MENA region ranks lowest in HIV treatment coverage

In 2012, the World Health Organization (WHO) announced that around 35 million people worldwide are living with HIV. The North Africa and Middle East region (MENA) was home to around 347,000 infected people. It also had the worst treatment coverage in the world.

The burden of HIV is increasing dramatically in the region, even though new infections are dropping almost everywhere else in the world. New infections have risen by more than 124% from 2001 to 2012. This is accompanied by poor treatment coverage, as only 14% of treatment-eligible people in the region receive antiretroviral therapy (ART), the therapy essential in prolonging the lives of people who carry the virus.

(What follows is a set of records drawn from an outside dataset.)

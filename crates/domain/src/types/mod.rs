//! Domain data types

pub mod delivery;
pub mod document;
pub mod report;

pub use delivery::{
    BulkDeliverySummary, DeliveryChannel, DeliveryFailure, DeliveryResult, RecipientKind,
    SendHistoryEntry, SendStatus,
};
pub use document::{PageLayout, PageSlice, RenderedSurface};
pub use report::{Report, SubjectScore};
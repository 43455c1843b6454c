//! Minimal PDF 1.4 writer for paged raster reports.
//!
//! Each page carries one Flate-compressed RGB image XObject holding that
//! page's source rows, scaled to the printable width and anchored at the
//! top-left margin.

use std::io::Write;

use flate2::write::ZlibEncoder;
use flate2::Compression;
use talkreport_domain::{PageLayout, PageSlice, RenderedSurface, Result, TalkReportError};

use super::png::flatten_rows;

const POINTS_PER_MM: f64 = 72.0 / 25.4;

fn mm_to_pt(mm: f64) -> f64 {
    mm * POINTS_PER_MM
}

fn io_error(err: std::io::Error) -> TalkReportError {
    TalkReportError::Export(format!("PDF encoding failed: {err}"))
}

/// Byte buffer that remembers where each indirect object starts.
struct PdfBuffer {
    bytes: Vec<u8>,
    offsets: Vec<usize>,
}

impl PdfBuffer {
    fn new() -> Self {
        let mut bytes = Vec::new();
        // Binary comment marks the file as 8-bit for transfer tools.
        bytes.extend_from_slice(b"%PDF-1.4\n%\xE2\xE3\xCF\xD3\n");
        Self { bytes, offsets: Vec::new() }
    }

    /// Append object `id`. Ids must be written in order starting at 1.
    fn object(&mut self, id: usize, dictionary: &str, stream: Option<&[u8]>) -> Result<()> {
        debug_assert_eq!(id, self.offsets.len() + 1);
        self.offsets.push(self.bytes.len());
        write!(self.bytes, "{id} 0 obj\n{dictionary}").map_err(io_error)?;
        if let Some(data) = stream {
            self.bytes.extend_from_slice(b"\nstream\n");
            self.bytes.extend_from_slice(data);
            self.bytes.extend_from_slice(b"\nendstream");
        }
        self.bytes.extend_from_slice(b"\nendobj\n");
        Ok(())
    }

    fn finish(mut self, root_id: usize) -> Result<Vec<u8>> {
        let xref_offset = self.bytes.len();
        let count = self.offsets.len() + 1;
        write!(self.bytes, "xref\n0 {count}\n0000000000 65535 f \n").map_err(io_error)?;
        for offset in &self.offsets {
            write!(self.bytes, "{offset:010} 00000 n \n").map_err(io_error)?;
        }
        write!(
            self.bytes,
            "trailer\n<< /Size {count} /Root {root_id} 0 R >>\nstartxref\n{xref_offset}\n%%EOF\n"
        )
        .map_err(io_error)?;
        Ok(self.bytes)
    }
}

fn deflate(data: &[u8]) -> Result<Vec<u8>> {
    let mut encoder = ZlibEncoder::new(Vec::new(), Compression::default());
    encoder.write_all(data).map_err(io_error)?;
    encoder.finish().map_err(io_error)
}

/// Encode `slices` of `surface` as one PDF page each.
pub(crate) fn write_pdf(
    surface: &RenderedSurface,
    slices: &[PageSlice],
    layout: &PageLayout,
    background: [u8; 3],
) -> Result<Vec<u8>> {
    if slices.is_empty() {
        return Err(TalkReportError::Export("no pages to render".into()));
    }

    const CATALOG_ID: usize = 1;
    const PAGES_ID: usize = 2;
    // Each page uses three objects: page, content stream, image.
    let page_id = |k: usize| 3 + 3 * k;

    let page_w = mm_to_pt(layout.page_width_mm);
    let page_h = mm_to_pt(layout.page_height_mm);
    let margin = mm_to_pt(layout.margin_mm);
    let draw_w = mm_to_pt(layout.content_width_mm());

    let mut pdf = PdfBuffer::new();
    pdf.object(CATALOG_ID, &format!("<< /Type /Catalog /Pages {PAGES_ID} 0 R >>"), None)?;

    let kids: Vec<String> = (0..slices.len()).map(|k| format!("{} 0 R", page_id(k))).collect();
    pdf.object(
        PAGES_ID,
        &format!("<< /Type /Pages /Kids [{}] /Count {} >>", kids.join(" "), slices.len()),
        None,
    )?;

    for (k, slice) in slices.iter().enumerate() {
        if slice.source_end_px() > surface.pixel_height() || slice.source_height_px == 0 {
            return Err(TalkReportError::Export(format!(
                "page {k} covers rows outside the surface"
            )));
        }
        let id = page_id(k);
        let draw_h = mm_to_pt(slice.dest_height_mm);
        let top = page_h - margin - draw_h;

        pdf.object(
            id,
            &format!(
                "<< /Type /Page /Parent {PAGES_ID} 0 R /MediaBox [0 0 {page_w:.3} {page_h:.3}] \
                 /Resources << /XObject << /Im{k} {image} 0 R >> >> /Contents {content} 0 R >>",
                image = id + 2,
                content = id + 1,
            ),
            None,
        )?;

        let content =
            format!("q\n{draw_w:.3} 0 0 {draw_h:.3} {margin:.3} {top:.3} cm\n/Im{k} Do\nQ\n");
        pdf.object(
            id + 1,
            &format!("<< /Length {} >>", content.len()),
            Some(content.as_bytes()),
        )?;

        let rgb = flatten_rows(surface, slice.source_y_offset_px, slice.source_height_px, background);
        let data = deflate(&rgb)?;
        pdf.object(
            id + 2,
            &format!(
                "<< /Type /XObject /Subtype /Image /Width {} /Height {} /ColorSpace /DeviceRGB \
                 /BitsPerComponent 8 /Filter /FlateDecode /Length {} >>",
                surface.pixel_width(),
                slice.source_height_px,
                data.len()
            ),
            Some(&data),
        )?;
    }

    pdf.finish(CATALOG_ID)
}
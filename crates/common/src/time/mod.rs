//! Time abstraction
//!
//! Token expiry is computed against an injected [`Clock`] so tests can move
//! wall time without sleeping.

pub mod clock;

pub use clock::{Clock, MockClock, SystemClock};
//! Error types used throughout the application

use serde::{Deserialize, Serialize};
use thiserror::Error;

/// Main error type for TalkReport
#[derive(Error, Debug, Clone, PartialEq, Eq, Serialize, Deserialize)]
#[serde(tag = "type", content = "message")]
pub enum TalkReportError {
    #[error("Database error: {0}")]
    Database(String),

    #[error("Configuration error: {0}")]
    Config(String),

    #[error("Network error: {0}")]
    Network(String),

    #[error("Authentication error: {0}")]
    Auth(String),

    #[error("Credential storage error: {0}")]
    Credentials(String),

    #[error("Export error: {0}")]
    Export(String),

    #[error("Not found: {0}")]
    NotFound(String),

    #[error("Invalid input: {0}")]
    InvalidInput(String),

    #[error("Internal error: {0}")]
    Internal(String),
}

impl TalkReportError {
    /// Short message suitable for showing to academy staff.
    #[must_use]
    pub fn user_message(&self) -> &'static str {
        match self {
            Self::Auth(_) | Self::Credentials(_) => "Please log in to KakaoTalk again.",
            Self::Network(_) => "Failed to send, please retry.",
            Self::Export(_) => "Export failed; use the manual print flow instead.",
            Self::Config(_) => "The application is not configured correctly.",
            Self::NotFound(_) | Self::InvalidInput(_) => "The request could not be completed.",
            Self::Database(_) | Self::Internal(_) => "An unexpected error occurred.",
        }
    }
}

/// Result type alias for TalkReport operations
pub type Result<T> = std::result::Result<T, TalkReportError>;

#[cfg(test)]
mod tests {
    use super::*;

    #[test]
    fn serializes_with_type_tag() {
        let err = TalkReportError::Auth("token expired".to_string());
        let json = serde_json::to_value(&err).unwrap();
        assert_eq!(json["type"], "Auth");
        assert_eq!(json["message"], "token expired");
    }

    #[test]
    fn user_messages_follow_error_class() {
        assert_eq!(
            TalkReportError::Auth("x".into()).user_message(),
            "Please log in to KakaoTalk again."
        );
        assert_eq!(TalkReportError::Network("x".into()).user_message(), "Failed to send, please retry.");
        assert!(TalkReportError::Export("x".into()).user_message().contains("manual print"));
    }
}
//! Application constants
//!
//! Provider endpoints and fixed values shared by the auth, export, and
//! delivery layers.

// Kakao endpoints
pub const KAKAO_AUTH_BASE_URL: &str = "https://kauth.kakao.com";
pub const KAKAO_API_BASE_URL: &str = "https://kapi.kakao.com";
pub const KAKAO_AUTHORIZE_PATH: &str = "/oauth/authorize";
pub const KAKAO_TOKEN_PATH: &str = "/oauth/token";
pub const KAKAO_MEMO_SEND_PATH: &str = "/v2/api/talk/memo/default/send";
pub const KAKAO_SCOPE_TALK_MESSAGE: &str = "talk_message";
pub const KAKAO_DEFAULT_LINK_URL: &str = "https://developers.kakao.com";

// Loopback callback
pub const CALLBACK_PATH: &str = "/kakao-callback";
pub const DEFAULT_REDIRECT_URI: &str = "http://localhost:8765/kakao-callback";

// Persisted credential keys (all three present or all three absent)
pub const KEY_ACCESS_TOKEN: &str = "kakao_access_token";
pub const KEY_REFRESH_TOKEN: &str = "kakao_refresh_token";
pub const KEY_TOKEN_EXPIRY: &str = "kakao_token_expiry";

// Token lifecycle
pub const MIN_SKEW_BUFFER_SECS: u64 = 60;

// Consent popup
pub const POPUP_WIDTH: u32 = 500;
pub const POPUP_HEIGHT: u32 = 600;
pub const POPUP_POLL_INTERVAL_MS: u64 = 500;
pub const POPUP_GRACE_PERIOD_MS: u64 = 500;
pub const LOGIN_TIMEOUT_SECS: u64 = 300;

// A4 portrait in millimetres
pub const A4_WIDTH_MM: f64 = 210.0;
pub const A4_HEIGHT_MM: f64 = 297.0;
pub const DEFAULT_MARGIN_MM: f64 = 5.0;

/// Background the report card is rendered on; transparent pixels are
/// flattened onto it when encoding opaque page images.
pub const REPORT_BACKGROUND_RGB: [u8; 3] = [0xF8, 0xF9, 0xFA];

/// Recipient label for the self-memo channel.
pub const SELF_CHANNEL_LABEL: &str = "나에게 보내기";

The reasons for the low treatment coverage vary – from poor access to HIV testing, counseling and treatment to the prevalent stigma and negative attitudes towards people living with HIV ­­– even from healthcare providers.

An advocacy document consolidated by WHO and UNAIDS titled, Accelerating HIV Treatment in the WHO Eastern Mediterranean and UNAIDS Middle East and North Africa Regions discussed the recommended actions to increase the treatment coverage across the region with the help of policymakers, civil society, the private sector and religious leaders.

The report recommends encouraging people to take HIV tests by addressing discrimination against people living with HIV, and fighting the stigma in the minds of healthcare providers, public health authorities and the public. It calls for normalizing HIV testing in healthcare systems by offering it on a routine basis.

Reducing the cost of ART, building healthcare capacity to ensure long term chronic HIV care, and adopting simplified and standardized ART regimens are also highly recommended actions to ensure increasing access to HIV treatment across the region.

People living with HIV can lead a normal life if they had easy access to testing, treatment and proper healthcare, without the fear of discrimination and lifelong stigma for them, their families and loved ones.